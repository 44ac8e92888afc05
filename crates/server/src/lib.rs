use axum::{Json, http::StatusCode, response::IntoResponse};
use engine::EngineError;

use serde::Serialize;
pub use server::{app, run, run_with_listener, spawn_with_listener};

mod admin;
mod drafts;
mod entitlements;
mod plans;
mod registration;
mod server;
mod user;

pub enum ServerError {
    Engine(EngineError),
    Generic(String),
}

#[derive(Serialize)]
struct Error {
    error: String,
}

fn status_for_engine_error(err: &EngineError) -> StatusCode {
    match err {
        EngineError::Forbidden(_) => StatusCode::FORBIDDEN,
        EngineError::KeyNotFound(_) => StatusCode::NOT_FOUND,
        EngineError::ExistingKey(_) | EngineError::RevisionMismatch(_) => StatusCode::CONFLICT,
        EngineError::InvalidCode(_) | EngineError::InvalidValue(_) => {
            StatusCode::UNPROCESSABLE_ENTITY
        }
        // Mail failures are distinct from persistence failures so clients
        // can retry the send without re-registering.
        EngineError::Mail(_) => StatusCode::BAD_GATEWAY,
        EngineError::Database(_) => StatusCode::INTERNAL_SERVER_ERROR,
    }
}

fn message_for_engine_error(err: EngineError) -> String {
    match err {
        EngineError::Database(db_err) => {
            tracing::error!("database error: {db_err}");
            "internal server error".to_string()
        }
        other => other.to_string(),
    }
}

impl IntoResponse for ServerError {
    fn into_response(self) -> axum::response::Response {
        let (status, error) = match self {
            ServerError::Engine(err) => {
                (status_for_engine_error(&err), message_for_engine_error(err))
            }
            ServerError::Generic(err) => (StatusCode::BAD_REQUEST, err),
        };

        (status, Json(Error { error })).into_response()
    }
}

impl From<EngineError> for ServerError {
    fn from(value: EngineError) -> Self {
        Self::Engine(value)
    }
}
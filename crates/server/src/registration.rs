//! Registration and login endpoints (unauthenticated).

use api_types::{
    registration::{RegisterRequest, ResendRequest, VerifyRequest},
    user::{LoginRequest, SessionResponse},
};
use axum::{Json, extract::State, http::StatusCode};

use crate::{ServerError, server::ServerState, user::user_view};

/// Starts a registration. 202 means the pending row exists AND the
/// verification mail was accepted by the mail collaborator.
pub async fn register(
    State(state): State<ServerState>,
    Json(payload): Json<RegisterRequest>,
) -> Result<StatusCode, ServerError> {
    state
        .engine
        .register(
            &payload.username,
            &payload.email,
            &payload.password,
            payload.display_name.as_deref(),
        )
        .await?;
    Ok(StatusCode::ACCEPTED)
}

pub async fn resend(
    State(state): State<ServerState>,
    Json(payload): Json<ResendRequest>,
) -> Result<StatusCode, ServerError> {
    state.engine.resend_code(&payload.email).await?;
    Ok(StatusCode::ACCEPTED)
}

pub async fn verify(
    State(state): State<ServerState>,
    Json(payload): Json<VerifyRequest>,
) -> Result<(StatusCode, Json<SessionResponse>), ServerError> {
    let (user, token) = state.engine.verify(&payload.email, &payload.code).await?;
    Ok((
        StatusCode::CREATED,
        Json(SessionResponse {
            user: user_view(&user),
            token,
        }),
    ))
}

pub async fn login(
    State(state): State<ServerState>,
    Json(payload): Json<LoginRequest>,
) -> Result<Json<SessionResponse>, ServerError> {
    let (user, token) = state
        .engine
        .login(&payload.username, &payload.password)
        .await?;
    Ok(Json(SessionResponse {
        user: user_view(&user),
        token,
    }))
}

WORK TO COMPLETE:
Where a line of the data above includes the string "Generic", pull it out.

RESULT FOR THIS TASK:
    Generic(String),
            ServerError::Generic(err) => (StatusCode::BAD_REQUEST, err),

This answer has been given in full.